[[ AVAILABLE DATA, beginning ]]
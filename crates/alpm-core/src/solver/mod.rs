//! The dependency/conflict solver (C5): turns a transaction kind plus a
//! list of raw target strings into an ordered [`Plan`] (spec §4.5).
//!
//! Organized as one module per phase rather than one large file, the way
//! the teacher splits `apl-core::resolver`'s concerns from `apl-core::builder`'s:
//! [`target`] (Phase A, target loading), [`archive`] (the filesystem-path
//! loading helper Phase A falls back to), [`depends`] (Phase C,
//! dependency resolution), [`conflict`] (Phase D plus the file-conflict
//! check), and [`order`] (Phase E, topological ordering). Phase B
//! (replacement election) is short enough to live in [`build_initial_plan`]
//! below rather than its own file.

mod archive;
mod conflict;
mod depends;
mod order;
mod target;

use std::collections::{HashMap, HashSet, VecDeque};
use std::path::Path;

use alpm_types::PackageName;

use crate::config::TransactionFlags;
use crate::db::{LocalDatabase, ReadableDatabase, SyncDatabase};
use crate::error::AlpmError;
use crate::package::{InstallReason, Package, Sections};
use crate::plan::{Operation, Plan, TransactionKind};
use crate::reporter::{EventKind, QuestionKind, Reporter};

/// Resolve `targets` against the local and sync databases into a
/// topologically ordered [`Plan`], running every phase spec §4.5
/// describes for `kind`.
///
/// # Errors
/// Returns whichever of [`AlpmError::PkgNotFound`], [`AlpmError::PkgInstalled`],
/// [`AlpmError::UnsatisfiedDeps`], [`AlpmError::ConflictingDeps`], or
/// [`AlpmError::FileConflicts`] the first failing phase surfaces.
#[allow(clippy::too_many_arguments)]
pub fn resolve(
    kind: TransactionKind,
    targets: &[String],
    local: &LocalDatabase,
    sync_dbs: &mut [SyncDatabase],
    root: &Path,
    flags: TransactionFlags,
    ignore_pkg: &HashSet<String>,
    hold_pkg: &HashSet<String>,
    reporter: &dyn Reporter,
) -> Result<Plan, AlpmError> {
    for db in sync_dbs.iter_mut() {
        db.load_all(Sections::ALL)?;
    }

    if kind == TransactionKind::Remove {
        let mut plan = Plan::new();
        let mut set: std::collections::HashMap<String, Package> = target::load_remove_targets(targets, local)?
            .into_iter()
            .map(|p| (p.name.to_string(), p))
            .collect();

        if flags.cascade {
            expand_cascade(&mut set, local);
        }
        if flags.recurse {
            expand_recurse(&mut set, local);
        }

        for name in set.keys() {
            if hold_pkg.contains(name) && !reporter.question(QuestionKind::RemoveHoldPkg, name, "", "") {
                return Err(AlpmError::PkgHold(
                    PackageName::new(name.as_str()).map_err(|e| AlpmError::PkgInvalidName(e.to_string()))?,
                ));
            }
        }

        for pkg in set.into_values() {
            plan.operations.add(Operation::RemoveOnly(pkg));
        }
        order::order_remove(&mut plan, local);
        return Ok(plan);
    }

    let candidates =
        target::load_install_targets(kind, targets, local, sync_dbs, flags, ignore_pkg, reporter)?;
    let mut plan = build_initial_plan(candidates, local, reporter);

    reporter.event(EventKind::ResolveDepsStart, "", "");
    if !flags.no_deps {
        if kind.resolves_deps() {
            depends::resolve_recursive(&mut plan, local, sync_dbs)?;
        } else {
            depends::check_satisfied(&plan, local)?;
        }
    }
    reporter.event(EventKind::ResolveDepsDone, "", "");

    if !flags.no_conflicts {
        reporter.event(EventKind::InterConflictsStart, "", "");
        conflict::resolve_conflicts(&mut plan, local, reporter)?;
        reporter.event(EventKind::InterConflictsDone, "", "");
    }

    reporter.event(EventKind::FileConflictsStart, "", "");
    conflict::check_file_conflicts(&mut plan, local, root, flags)?;
    reporter.event(EventKind::FileConflictsDone, "", "");

    order::order_install(&mut plan);

    Ok(plan)
}

/// Build the initial, unordered plan: one `InstallNew`/`UpgradeOver`
/// operation per candidate (Phase A/self-upgrade detection), then fold in
/// Phase B's replacement election.
fn build_initial_plan(candidates: Vec<Package>, local: &LocalDatabase, reporter: &dyn Reporter) -> Plan {
    let mut plan = Plan::new();

    for cand in candidates {
        let self_old = local.lookup(cand.name.as_str()).filter(|old| old.version != cand.version).cloned();
        let op = match self_old {
            Some(old) => Operation::UpgradeOver { new: cand, old },
            None => Operation::InstallNew(cand),
        };
        plan.operations.add(op);
    }

    let names: Vec<String> = plan.operations.iter().map(|op| op.name().to_string()).collect();
    let mut claimed: HashSet<String> = HashSet::new();

    for name in names {
        let replaces: Vec<alpm_types::PackageName> = plan
            .operations
            .iter()
            .find(|op| op.name() == name)
            .and_then(crate::plan::Operation::incoming)
            .map(|p| p.replaces.clone())
            .unwrap_or_default();

        for target_name in replaces {
            let target_name = target_name.to_string();
            if target_name == name || claimed.contains(&target_name) {
                continue;
            }
            let Some(old) = local.lookup(&target_name).cloned() else {
                continue;
            };
            if !reporter.question(QuestionKind::ReplacePkg, &name, &target_name, old.version.as_str()) {
                continue;
            }
            plan.absorb(&name, old);
            claimed.insert(target_name);
        }
    }

    plan
}

/// `no_deps`'s Remove-side counterpart: pull in every installed package
/// that depends on something already in `set`, recursively, so a removal
/// never leaves a dangling dependent behind (the `cascade` flag, spec §6).
///
/// Guarded by a visited set — Design Notes §9 flags the original's
/// `_alpm_removedeps` as recursing without one.
fn expand_cascade(set: &mut HashMap<String, Package>, local: &LocalDatabase) {
    let mut queue: VecDeque<String> = set.keys().cloned().collect();
    while let Some(name) = queue.pop_front() {
        for depender in local.cache().requiredby(&name) {
            if set.contains_key(depender.as_str()) {
                continue;
            }
            let Some(pkg) = local.lookup(depender.as_str()).cloned() else {
                continue;
            };
            queue.push_back(pkg.name.to_string());
            set.insert(pkg.name.to_string(), pkg);
        }
    }
}

/// The `recurse` flag's counterpart: once `set` is fixed, pull in each
/// removed package's own dependencies that would otherwise be orphaned —
/// installed only `PulledAsDependency` and with no remaining depender
/// outside `set`.
fn expand_recurse(set: &mut HashMap<String, Package>, local: &LocalDatabase) {
    let mut queue: VecDeque<String> = set.keys().cloned().collect();
    while let Some(name) = queue.pop_front() {
        let Some(depends) = set.get(&name).map(|p| p.depends.clone()) else {
            continue;
        };
        for dep in depends {
            let Some(provider) = local
                .iter()
                .find(|p| dep.is_satisfied_by(p.name.as_str(), &p.version, &p.provides))
            else {
                continue;
            };
            let provider_name = provider.name.to_string();
            if set.contains_key(&provider_name) {
                continue;
            }
            if provider.install_reason != InstallReason::PulledAsDependency {
                continue;
            }
            let still_needed = local
                .cache()
                .requiredby(&provider_name)
                .iter()
                .any(|depender| !set.contains_key(depender.as_str()));
            if still_needed {
                continue;
            }
            let provider = provider.clone();
            queue.push_back(provider_name.clone());
            set.insert(provider_name, provider);
        }
    }
}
[[ AVAILABLE DATA, end ]]
**BRIEF**. From the records above, reproduce exactly the lines from the one with "let mut set: std::collections::HashMap<String, Package>" to the one with "plan.operations.add(Operation::RemoveOnly(pkg));", both included, and no others.

**EXERCISE RESULT**.
        let mut set: std::collections::HashMap<String, Package> = target::load_remove_targets(targets, local)?
            .into_iter()
            .map(|p| (p.name.to_string(), p))
            .collect();

        if flags.cascade {
            expand_cascade(&mut set, local);
        }
        if flags.recurse {
            expand_recurse(&mut set, local);
        }

        for name in set.keys() {
            if hold_pkg.contains(name) && !reporter.question(QuestionKind::RemoveHoldPkg, name, "", "") {
                return Err(AlpmError::PkgHold(
                    PackageName::new(name.as_str()).map_err(|e| AlpmError::PkgInvalidName(e.to_string()))?,
                ));
            }
        }

        for pkg in set.into_values() {
            plan.operations.add(Operation::RemoveOnly(pkg));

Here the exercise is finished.